Clara Sánchez (Guadalajara, 1955) won the prize’s 62nd edition with the novel El cielo ha vuelto [Heaven has returned]. According to the critic Carles Geli (original article in El País), as in her other works, Sánchez’ personalities are psychologically complex creatures. The protagonist here is a top model who during a flight learns from a seer that somebody wants to kill her. Knowing this makes her take a new view on her life, question certain aspects, and grow. It’s the story of a young women “who has it all but in whom doubt and distrust settle in.” A distrust that according to Sánchez “has become general in the whole of society; therefore she wanted to explore if it led us to cruelty or lucidity.”
As has been the case with a lot of other winners of the Planeta, Sánchez is an established writer with a literary career of nearly 25 years. Her most successful works have been Últimas noticias del paraíso (“Latest news from paradise”, 2000) for which she received the Alfaguara novel prize, and Lo que esconde tu nombre (“What your name hides”, 2010) for which she received the Nadal prize (awarded by the same publishing group Planeta) and which became a bestseller (especially in Italy), with more than 500.000 copies sold.
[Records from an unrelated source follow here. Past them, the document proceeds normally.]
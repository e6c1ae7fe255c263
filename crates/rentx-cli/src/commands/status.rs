use rentx_core::connectivity::check_reachability;
use rentx_core::{Car, Connectivity, User};
use serde::Serialize;

use crate::commands::common::{connectivity_label, Session};
use crate::error::CliError;

#[derive(Debug, Serialize)]
pub struct StatusReport {
    pub config_path: String,
    pub db_path: Option<String>,
    pub api_base_url: Option<String>,
    pub network: &'static str,
    pub checkpoint: i64,
    pub cars: usize,
    pub users: usize,
    pub pending_edits: usize,
}

pub async fn collect_status(session: &Session) -> Result<StatusReport, CliError> {
    let api_base_url = session.config.api_base_url().ok();
    let network = match &api_base_url {
        Some(url) => check_reachability(url, session.config.request_timeout()).await,
        None => Connectivity::Unknown,
    };

    let store = &session.store;
    Ok(StatusReport {
        config_path: session.config_path.display().to_string(),
        db_path: store.path().map(|path| path.display().to_string()),
        api_base_url,
        network: connectivity_label(network),
        checkpoint: store.checkpoint().await?.version(),
        cars: store.collection::<Car>().query().fetch_count().await?,
        users: store.collection::<User>().query().fetch_count().await?,
        pending_edits: store.pending_mutations().await?.len(),
    })
}

pub fn format_status_lines(status: &StatusReport) -> Vec<String> {
    vec![
        format!("Config: {}", status.config_path),
        format!(
            "Replica: {}",
            status.db_path.as_deref().unwrap_or("(in memory)")
        ),
        format!(
            "Server: {}",
            status.api_base_url.as_deref().unwrap_or("(not configured)")
        ),
        format!("Network: {}", status.network),
        format!("Synced version: {}", status.checkpoint),
        format!("Cars cached: {}", status.cars),
        format!("Profiles cached: {}", status.users),
        format!("Edits waiting to push: {}", status.pending_edits),
    ]
}

pub async fn run_status(session: &Session, as_json: bool) -> Result<(), CliError> {
    let status = collect_status(session).await?;
    if as_json {
        println!("{}", serde_json::to_string_pretty(&status)?);
    } else {
        for line in format_status_lines(&status) {
            println!("{line}");
        }
    }
    Ok(())
}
Also selling well has been Entra en mi vida (“Enter my life”, 2012) that is based on the sad stories of robbed children from Spanish hospitals [1950s – 1980s, criminal investigations going on]. Sánchez explores the feminine psychology and uses day to day events to describe a world of its own. For this, the critic Geli compares her to writers Sánchez admires, such as Mercè Rodoreda, Natalia Ginzburg and Alice Munro.
The big surprise of this year’s Planeta came with the runner up, normally considered the higher quality novel [while the main prize goes to a big name that will sell well]. It went to the (script) writer Ángeles González-Sinde (Madrid, 1965), better known as Spanish Minister of Culture between 2009 and 2011. Her first adult novel, El buen hijo (The good son), is described as an agile modern comedy in which we are told the story of a timid 36 year old man who lives and works under his widow mother’s shadow; a suffocating atmosphere that is upset by the arrival of a Romanian maid. González-Sinde won a literary prize before in 2006, the Edebé prize for the children’s novel Rosanda y el arte de birli birloque [“Rosalind and the art of ‘birli birloque'”].
Clara Sánchez’ Lo que esconde tu nombre has been published in English under the name of The Scent of Lemon Leaves. The Library of Congress’ online catalog lists only this one as available in English.
Most of the information of this post comes from the above mentioned article by Carles Geli. On the same day as the Planeta prize, there was awarded The Man Booker Prize 2013 to Eleanor Catton for The Luminaries.